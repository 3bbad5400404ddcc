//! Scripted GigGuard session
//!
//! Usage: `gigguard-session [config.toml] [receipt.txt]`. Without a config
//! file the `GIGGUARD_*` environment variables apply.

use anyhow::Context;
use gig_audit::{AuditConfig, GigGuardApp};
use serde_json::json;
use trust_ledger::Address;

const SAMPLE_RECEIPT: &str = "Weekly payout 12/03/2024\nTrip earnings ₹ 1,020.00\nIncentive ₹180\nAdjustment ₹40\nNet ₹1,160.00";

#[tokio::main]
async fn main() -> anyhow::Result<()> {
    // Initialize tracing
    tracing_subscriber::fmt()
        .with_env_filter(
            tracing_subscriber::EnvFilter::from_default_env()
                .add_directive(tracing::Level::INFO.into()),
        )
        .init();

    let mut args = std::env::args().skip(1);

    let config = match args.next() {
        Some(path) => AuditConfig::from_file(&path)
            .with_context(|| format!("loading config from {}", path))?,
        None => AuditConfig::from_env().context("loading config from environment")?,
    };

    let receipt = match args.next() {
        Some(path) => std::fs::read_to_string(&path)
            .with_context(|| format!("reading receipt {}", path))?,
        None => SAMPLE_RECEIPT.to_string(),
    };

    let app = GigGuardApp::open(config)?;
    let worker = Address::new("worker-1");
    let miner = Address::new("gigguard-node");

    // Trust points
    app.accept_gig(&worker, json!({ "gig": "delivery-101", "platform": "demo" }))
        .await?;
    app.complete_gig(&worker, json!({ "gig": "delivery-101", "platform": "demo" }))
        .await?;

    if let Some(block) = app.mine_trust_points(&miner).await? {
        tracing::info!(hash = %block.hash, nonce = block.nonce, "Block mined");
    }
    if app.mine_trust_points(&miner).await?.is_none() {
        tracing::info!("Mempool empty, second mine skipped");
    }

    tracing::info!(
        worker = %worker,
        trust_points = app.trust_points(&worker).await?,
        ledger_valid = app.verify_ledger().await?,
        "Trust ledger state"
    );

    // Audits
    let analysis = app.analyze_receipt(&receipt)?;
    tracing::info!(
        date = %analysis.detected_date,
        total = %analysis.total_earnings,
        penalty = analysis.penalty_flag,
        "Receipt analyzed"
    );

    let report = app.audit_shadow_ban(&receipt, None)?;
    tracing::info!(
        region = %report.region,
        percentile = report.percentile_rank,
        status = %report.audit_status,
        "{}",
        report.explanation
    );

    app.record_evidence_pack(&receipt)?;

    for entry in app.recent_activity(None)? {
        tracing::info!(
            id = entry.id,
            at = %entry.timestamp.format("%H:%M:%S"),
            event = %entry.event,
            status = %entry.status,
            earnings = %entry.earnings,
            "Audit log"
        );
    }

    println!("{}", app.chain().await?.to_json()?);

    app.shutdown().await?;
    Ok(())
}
# # # # #
### HOW TO COMPLETE THIS TASK
Write out a verbatim copy of the data, beginning with its first line and ending with the line that contains "use trust_ledger::Address;".

### ANSWER BOX
repository 3bbad5400404ddcc
//! Scripted GigGuard session
//!
//! Usage: `gigguard-session [config.toml] [receipt.txt]`. Without a config
//! file the `GIGGUARD_*` environment variables apply.

use anyhow::Context;
use gig_audit::{AuditConfig, GigGuardApp};
use serde_json::json;
use trust_ledger::Address;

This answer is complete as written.